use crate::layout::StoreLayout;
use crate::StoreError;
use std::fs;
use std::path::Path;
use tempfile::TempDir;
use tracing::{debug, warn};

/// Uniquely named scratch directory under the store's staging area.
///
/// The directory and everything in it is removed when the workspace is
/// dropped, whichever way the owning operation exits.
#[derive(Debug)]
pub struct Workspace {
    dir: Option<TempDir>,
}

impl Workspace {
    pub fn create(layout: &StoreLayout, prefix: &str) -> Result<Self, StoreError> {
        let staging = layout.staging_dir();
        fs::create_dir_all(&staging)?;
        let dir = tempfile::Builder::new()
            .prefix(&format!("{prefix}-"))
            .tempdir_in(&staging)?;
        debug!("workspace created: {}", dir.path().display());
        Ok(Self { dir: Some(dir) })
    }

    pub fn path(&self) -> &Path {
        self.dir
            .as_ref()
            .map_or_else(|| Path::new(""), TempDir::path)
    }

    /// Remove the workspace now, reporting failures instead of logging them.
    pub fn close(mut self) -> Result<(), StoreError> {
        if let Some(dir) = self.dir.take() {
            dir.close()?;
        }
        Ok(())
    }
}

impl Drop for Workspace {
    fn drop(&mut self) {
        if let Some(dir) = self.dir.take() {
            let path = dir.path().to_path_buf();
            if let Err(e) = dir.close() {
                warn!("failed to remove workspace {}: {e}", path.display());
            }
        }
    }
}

* * *

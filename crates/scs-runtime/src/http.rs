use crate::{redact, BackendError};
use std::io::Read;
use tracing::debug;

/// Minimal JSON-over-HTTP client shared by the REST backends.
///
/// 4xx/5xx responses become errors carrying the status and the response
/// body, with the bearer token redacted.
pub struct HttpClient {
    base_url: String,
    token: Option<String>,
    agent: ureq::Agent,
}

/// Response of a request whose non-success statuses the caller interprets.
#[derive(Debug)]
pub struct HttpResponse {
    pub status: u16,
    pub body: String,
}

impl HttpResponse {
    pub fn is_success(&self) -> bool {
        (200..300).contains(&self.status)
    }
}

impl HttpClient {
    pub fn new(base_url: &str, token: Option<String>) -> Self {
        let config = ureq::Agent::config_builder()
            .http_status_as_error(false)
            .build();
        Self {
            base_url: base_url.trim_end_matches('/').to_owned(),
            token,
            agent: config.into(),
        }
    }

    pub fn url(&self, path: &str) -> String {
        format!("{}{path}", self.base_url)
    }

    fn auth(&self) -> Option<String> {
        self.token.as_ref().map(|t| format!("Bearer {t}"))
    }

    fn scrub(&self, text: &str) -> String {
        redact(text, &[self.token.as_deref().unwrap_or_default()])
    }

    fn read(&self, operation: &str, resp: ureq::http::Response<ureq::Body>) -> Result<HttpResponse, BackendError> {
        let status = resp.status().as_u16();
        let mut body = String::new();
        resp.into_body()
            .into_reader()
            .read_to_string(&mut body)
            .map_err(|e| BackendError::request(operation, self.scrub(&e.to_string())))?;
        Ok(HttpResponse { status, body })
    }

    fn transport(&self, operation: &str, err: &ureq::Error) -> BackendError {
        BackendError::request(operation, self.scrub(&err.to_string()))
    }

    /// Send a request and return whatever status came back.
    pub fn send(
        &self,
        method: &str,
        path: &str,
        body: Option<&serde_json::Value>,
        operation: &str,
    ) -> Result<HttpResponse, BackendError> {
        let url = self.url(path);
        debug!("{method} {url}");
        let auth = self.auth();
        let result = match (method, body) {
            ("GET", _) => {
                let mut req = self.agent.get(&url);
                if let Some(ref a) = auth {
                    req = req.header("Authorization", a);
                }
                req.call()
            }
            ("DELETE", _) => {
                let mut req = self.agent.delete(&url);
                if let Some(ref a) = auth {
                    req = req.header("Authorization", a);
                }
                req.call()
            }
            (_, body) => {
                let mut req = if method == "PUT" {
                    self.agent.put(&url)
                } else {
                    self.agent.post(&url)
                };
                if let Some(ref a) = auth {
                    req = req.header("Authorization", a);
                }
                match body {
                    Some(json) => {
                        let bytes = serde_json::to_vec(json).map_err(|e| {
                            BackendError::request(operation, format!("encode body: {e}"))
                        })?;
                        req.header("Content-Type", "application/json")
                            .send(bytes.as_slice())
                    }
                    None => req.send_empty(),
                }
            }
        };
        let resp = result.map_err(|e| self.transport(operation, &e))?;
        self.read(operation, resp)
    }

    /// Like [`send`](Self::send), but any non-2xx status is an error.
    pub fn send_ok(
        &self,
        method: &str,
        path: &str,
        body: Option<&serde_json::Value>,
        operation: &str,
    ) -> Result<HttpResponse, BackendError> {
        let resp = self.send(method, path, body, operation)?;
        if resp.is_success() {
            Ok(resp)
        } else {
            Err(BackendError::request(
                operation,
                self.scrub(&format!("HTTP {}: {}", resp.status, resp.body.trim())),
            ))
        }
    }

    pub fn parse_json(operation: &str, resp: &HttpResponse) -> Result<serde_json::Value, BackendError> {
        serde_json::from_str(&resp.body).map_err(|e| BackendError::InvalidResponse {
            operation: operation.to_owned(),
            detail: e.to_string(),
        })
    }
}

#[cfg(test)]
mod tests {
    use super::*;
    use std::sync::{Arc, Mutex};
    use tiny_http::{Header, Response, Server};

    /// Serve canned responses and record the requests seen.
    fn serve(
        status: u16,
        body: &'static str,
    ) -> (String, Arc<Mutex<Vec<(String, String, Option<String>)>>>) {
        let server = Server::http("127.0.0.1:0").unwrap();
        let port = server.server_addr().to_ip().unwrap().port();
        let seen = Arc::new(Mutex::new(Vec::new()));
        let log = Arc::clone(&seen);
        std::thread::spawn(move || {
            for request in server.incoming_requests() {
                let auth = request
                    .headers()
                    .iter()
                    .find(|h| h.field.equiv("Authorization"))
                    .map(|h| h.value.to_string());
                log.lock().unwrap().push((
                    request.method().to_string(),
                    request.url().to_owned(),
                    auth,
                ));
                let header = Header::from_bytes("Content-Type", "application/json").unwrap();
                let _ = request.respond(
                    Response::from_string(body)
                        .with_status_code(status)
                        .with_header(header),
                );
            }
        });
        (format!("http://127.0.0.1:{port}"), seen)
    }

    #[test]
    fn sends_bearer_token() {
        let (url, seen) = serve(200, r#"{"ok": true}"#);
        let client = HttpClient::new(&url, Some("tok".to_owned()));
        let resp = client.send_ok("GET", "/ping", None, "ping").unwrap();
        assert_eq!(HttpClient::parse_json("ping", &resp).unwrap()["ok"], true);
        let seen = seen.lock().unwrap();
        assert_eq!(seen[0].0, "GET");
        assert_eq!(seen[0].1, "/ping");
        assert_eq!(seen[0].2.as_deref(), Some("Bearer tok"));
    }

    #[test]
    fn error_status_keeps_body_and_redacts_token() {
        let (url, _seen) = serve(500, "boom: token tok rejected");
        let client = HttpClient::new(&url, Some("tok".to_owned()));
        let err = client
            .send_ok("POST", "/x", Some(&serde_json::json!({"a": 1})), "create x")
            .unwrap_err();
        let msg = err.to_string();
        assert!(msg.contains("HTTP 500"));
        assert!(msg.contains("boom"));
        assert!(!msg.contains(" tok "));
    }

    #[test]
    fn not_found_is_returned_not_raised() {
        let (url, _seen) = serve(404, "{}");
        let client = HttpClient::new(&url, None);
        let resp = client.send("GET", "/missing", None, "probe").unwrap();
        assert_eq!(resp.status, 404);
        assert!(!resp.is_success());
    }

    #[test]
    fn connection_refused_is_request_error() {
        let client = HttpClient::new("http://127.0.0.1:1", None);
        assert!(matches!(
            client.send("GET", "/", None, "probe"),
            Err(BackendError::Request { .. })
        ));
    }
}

▶ _Task statement_:
If a line in the data above contains "StoreError", return that line.

▶ _Your response_:
use crate::StoreError;
    pub fn create(layout: &StoreLayout, prefix: &str) -> Result<Self, StoreError> {
    pub fn close(mut self) -> Result<(), StoreError> {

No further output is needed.